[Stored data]

//! Iso-surface extraction by marching tetrahedra.
//!
//! Each lattice cell is split into six tetrahedra around its main diagonal.
//! The split is the same in every cell, so neighboring cells agree on their
//! shared faces and the extracted surface has no cracks. Vertices on a lattice
//! edge are shared by every triangle that crosses that edge.

use crate::spatial::RegularGrid;
use nalgebra::{Point3, Vector3};
use std::collections::HashMap;

/// Cell corner offsets, bit 0 = x, bit 1 = y, bit 2 = z.
const CUBE_CORNERS: [[usize; 3]; 8] = [
    [0, 0, 0],
    [1, 0, 0],
    [0, 1, 0],
    [1, 1, 0],
    [0, 0, 1],
    [1, 0, 1],
    [0, 1, 1],
    [1, 1, 1],
];

/// Kuhn decomposition: one tetrahedron per axis ordering, each listed as the
/// path from corner 0 to corner 7.
const TETRAHEDRA: [[usize; 4]; 6] = [
    [0, 1, 3, 7],
    [0, 1, 5, 7],
    [0, 2, 3, 7],
    [0, 2, 6, 7],
    [0, 4, 5, 7],
    [0, 4, 6, 7],
];

/// Triangulated level set of a lattice field.
///
/// Faces are wound so their normals point toward increasing field values.
#[derive(Debug, Clone, Default)]
pub struct IsoSurface {
    pub vertices: Vec<Point3<f64>>,
    pub faces: Vec<[usize; 3]>,
    /// For each vertex: the two lattice nodes of its edge and the blend factor.
    sources: Vec<(usize, usize, f64)>,
}

impl IsoSurface {
    /// Interpolates another per-node field at every surface vertex.
    pub fn interpolate(&self, field: &[f64]) -> Vec<f64> {
        self.sources
            .iter()
            .map(|&(a, b, t)| field[a] + t * (field[b] - field[a]))
            .collect()
    }
}

struct Builder<'a> {
    grid: &'a RegularGrid,
    values: &'a [f64],
    iso: f64,
    edge_vertices: HashMap<(usize, usize), usize>,
    surface: IsoSurface,
}

impl Builder<'_> {
    fn edge_vertex(&mut self, a: usize, b: usize) -> usize {
        let key = (a.min(b), a.max(b));
        if let Some(&v) = self.edge_vertices.get(&key) {
            return v;
        }

        let (fa, fb) = (self.values[key.0], self.values[key.1]);
        let denom = fb - fa;
        let t = if denom.abs() > f64::EPSILON {
            ((self.iso - fa) / denom).clamp(0.0, 1.0)
        } else {
            0.5
        };
        let pa = self.grid.node_position_at(key.0);
        let pb = self.grid.node_position_at(key.1);

        let v = self.surface.vertices.len();
        self.surface.vertices.push(pa + (pb - pa) * t);
        self.surface.sources.push((key.0, key.1, t));
        self.edge_vertices.insert(key, v);
        v
    }

    /// Emits a triangle wound so its normal follows `uphill`.
    fn emit(&mut self, mut tri: [usize; 3], uphill: &Vector3<f64>) {
        if tri[0] == tri[1] || tri[1] == tri[2] || tri[0] == tri[2] {
            return;
        }
        let v = &self.surface.vertices;
        let n = (v[tri[1]] - v[tri[0]]).cross(&(v[tri[2]] - v[tri[0]]));
        if n.dot(uphill) < 0.0 {
            tri.swap(1, 2);
        }
        self.surface.faces.push(tri);
    }

    /// `nodes` must walk one lattice step along a distinct axis each time.
    fn polygonize_tetrahedron(&mut self, nodes: [usize; 4]) {
        let mut below = Vec::with_capacity(4);
        let mut above = Vec::with_capacity(4);
        for &n in &nodes {
            if self.values[n] < self.iso {
                below.push(n);
            } else {
                above.push(n);
            }
        }
        if below.is_empty() || above.is_empty() {
            return;
        }

        // The nodes form an axis-aligned path, so this is the gradient of the
        // linear interpolant scaled by the squared spacing.
        let uphill: Vector3<f64> = nodes
            .windows(2)
            .map(|w| {
                let step = self.grid.node_position_at(w[1]) - self.grid.node_position_at(w[0]);
                step * (self.values[w[1]] - self.values[w[0]])
            })
            .sum();

        match below.len() {
            1 | 3 => {
                let (lone, rest) = if below.len() == 1 {
                    (below[0], above)
                } else {
                    (above[0], below)
                };
                let tri = [
                    self.edge_vertex(lone, rest[0]),
                    self.edge_vertex(lone, rest[1]),
                    self.edge_vertex(lone, rest[2]),
                ];
                self.emit(tri, &uphill);
            }
            _ => {
                let q = [
                    self.edge_vertex(below[0], above[0]),
                    self.edge_vertex(below[0], above[1]),
                    self.edge_vertex(below[1], above[1]),
                    self.edge_vertex(below[1], above[0]),
                ];
                self.emit([q[0], q[1], q[2]], &uphill);
                self.emit([q[0], q[2], q[3]], &uphill);
            }
        }
    }
}

/// Extracts the `iso` level set of `values`, one value per lattice node.
pub fn marching_tetrahedra(grid: &RegularGrid, values: &[f64], iso: f64) -> IsoSurface {
    debug_assert_eq!(values.len(), grid.node_count());

    let [nx, ny, nz] = grid.dims();
    let mut builder = Builder {
        grid,
        values,
        iso,
        edge_vertices: HashMap::new(),
        surface: IsoSurface::default(),
    };

    for k in 0..nz - 1 {
        for j in 0..ny - 1 {
            for i in 0..nx - 1 {
                let corners: [usize; 8] = std::array::from_fn(|c| {
                    let [dx, dy, dz] = CUBE_CORNERS[c];
                    grid.index(i + dx, j + dy, k + dz)
                });

                let below = corners.iter().filter(|&&c| values[c] < iso).count();
                if below == 0 || below == 8 {
                    continue;
                }

                for tet in TETRAHEDRA {
                    builder.polygonize_tetrahedron(tet.map(|c| corners[c]));
                }
            }
        }
    }

    builder.surface
}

WHAT YOU ARE ASKED TO DO. Copy the data once more. Leave nothing out.

FINISHED TASK.
//! Iso-surface extraction by marching tetrahedra.
//!
//! Each lattice cell is split into six tetrahedra around its main diagonal.
//! The split is the same in every cell, so neighboring cells agree on their
//! shared faces and the extracted surface has no cracks. Vertices on a lattice
//! edge are shared by every triangle that crosses that edge.

use crate::spatial::RegularGrid;
use nalgebra::{Point3, Vector3};
use std::collections::HashMap;

/// Cell corner offsets, bit 0 = x, bit 1 = y, bit 2 = z.
const CUBE_CORNERS: [[usize; 3]; 8] = [
    [0, 0, 0],
    [1, 0, 0],
    [0, 1, 0],
    [1, 1, 0],
    [0, 0, 1],
    [1, 0, 1],
    [0, 1, 1],
    [1, 1, 1],
];

/// Kuhn decomposition: one tetrahedron per axis ordering, each listed as the
/// path from corner 0 to corner 7.
const TETRAHEDRA: [[usize; 4]; 6] = [
    [0, 1, 3, 7],
    [0, 1, 5, 7],
    [0, 2, 3, 7],
    [0, 2, 6, 7],
    [0, 4, 5, 7],
    [0, 4, 6, 7],
];

/// Triangulated level set of a lattice field.
///
/// Faces are wound so their normals point toward increasing field values.
#[derive(Debug, Clone, Default)]
pub struct IsoSurface {
    pub vertices: Vec<Point3<f64>>,
    pub faces: Vec<[usize; 3]>,
    /// For each vertex: the two lattice nodes of its edge and the blend factor.
    sources: Vec<(usize, usize, f64)>,
}

impl IsoSurface {
    /// Interpolates another per-node field at every surface vertex.
    pub fn interpolate(&self, field: &[f64]) -> Vec<f64> {
        self.sources
            .iter()
            .map(|&(a, b, t)| field[a] + t * (field[b] - field[a]))
            .collect()
    }
}

struct Builder<'a> {
    grid: &'a RegularGrid,
    values: &'a [f64],
    iso: f64,
    edge_vertices: HashMap<(usize, usize), usize>,
    surface: IsoSurface,
}

impl Builder<'_> {
    fn edge_vertex(&mut self, a: usize, b: usize) -> usize {
        let key = (a.min(b), a.max(b));
        if let Some(&v) = self.edge_vertices.get(&key) {
            return v;
        }

        let (fa, fb) = (self.values[key.0], self.values[key.1]);
        let denom = fb - fa;
        let t = if denom.abs() > f64::EPSILON {
            ((self.iso - fa) / denom).clamp(0.0, 1.0)
        } else {
            0.5
        };
        let pa = self.grid.node_position_at(key.0);
        let pb = self.grid.node_position_at(key.1);

        let v = self.surface.vertices.len();
        self.surface.vertices.push(pa + (pb - pa) * t);
        self.surface.sources.push((key.0, key.1, t));
        self.edge_vertices.insert(key, v);
        v
    }

    /// Emits a triangle wound so its normal follows `uphill`.
    fn emit(&mut self, mut tri: [usize; 3], uphill: &Vector3<f64>) {
        if tri[0] == tri[1] || tri[1] == tri[2] || tri[0] == tri[2] {
            return;
        }
        let v = &self.surface.vertices;
        let n = (v[tri[1]] - v[tri[0]]).cross(&(v[tri[2]] - v[tri[0]]));
        if n.dot(uphill) < 0.0 {
            tri.swap(1, 2);
        }
        self.surface.faces.push(tri);
    }

    /// `nodes` must walk one lattice step along a distinct axis each time.
    fn polygonize_tetrahedron(&mut self, nodes: [usize; 4]) {
        let mut below = Vec::with_capacity(4);
        let mut above = Vec::with_capacity(4);
        for &n in &nodes {
            if self.values[n] < self.iso {
                below.push(n);
            } else {
                above.push(n);
            }
        }
        if below.is_empty() || above.is_empty() {
            return;
        }

        // The nodes form an axis-aligned path, so this is the gradient of the
        // linear interpolant scaled by the squared spacing.
        let uphill: Vector3<f64> = nodes
            .windows(2)
            .map(|w| {
                let step = self.grid.node_position_at(w[1]) - self.grid.node_position_at(w[0]);
                step * (self.values[w[1]] - self.values[w[0]])
            })
            .sum();

        match below.len() {
            1 | 3 => {
                let (lone, rest) = if below.len() == 1 {
                    (below[0], above)
                } else {
                    (above[0], below)
                };
                let tri = [
                    self.edge_vertex(lone, rest[0]),
                    self.edge_vertex(lone, rest[1]),
                    self.edge_vertex(lone, rest[2]),
                ];
                self.emit(tri, &uphill);
            }
            _ => {
                let q = [
                    self.edge_vertex(below[0], above[0]),
                    self.edge_vertex(below[0], above[1]),
                    self.edge_vertex(below[1], above[1]),
                    self.edge_vertex(below[1], above[0]),
                ];
                self.emit([q[0], q[1], q[2]], &uphill);
                self.emit([q[0], q[2], q[3]], &uphill);
            }
        }
    }
}

/// Extracts the `iso` level set of `values`, one value per lattice node.
pub fn marching_tetrahedra(grid: &RegularGrid, values: &[f64], iso: f64) -> IsoSurface {
    debug_assert_eq!(values.len(), grid.node_count());

    let [nx, ny, nz] = grid.dims();
    let mut builder = Builder {
        grid,
        values,
        iso,
        edge_vertices: HashMap::new(),
        surface: IsoSurface::default(),
    };

    for k in 0..nz - 1 {
        for j in 0..ny - 1 {
            for i in 0..nx - 1 {
                let corners: [usize; 8] = std::array::from_fn(|c| {
                    let [dx, dy, dz] = CUBE_CORNERS[c];
                    grid.index(i + dx, j + dy, k + dz)
                });

                let below = corners.iter().filter(|&&c| values[c] < iso).count();
                if below == 0 || below == 8 {
                    continue;
                }

                for tet in TETRAHEDRA {
                    builder.polygonize_tetrahedron(tet.map(|c| corners[c]));
                }
            }
        }
    }

    builder.surface
}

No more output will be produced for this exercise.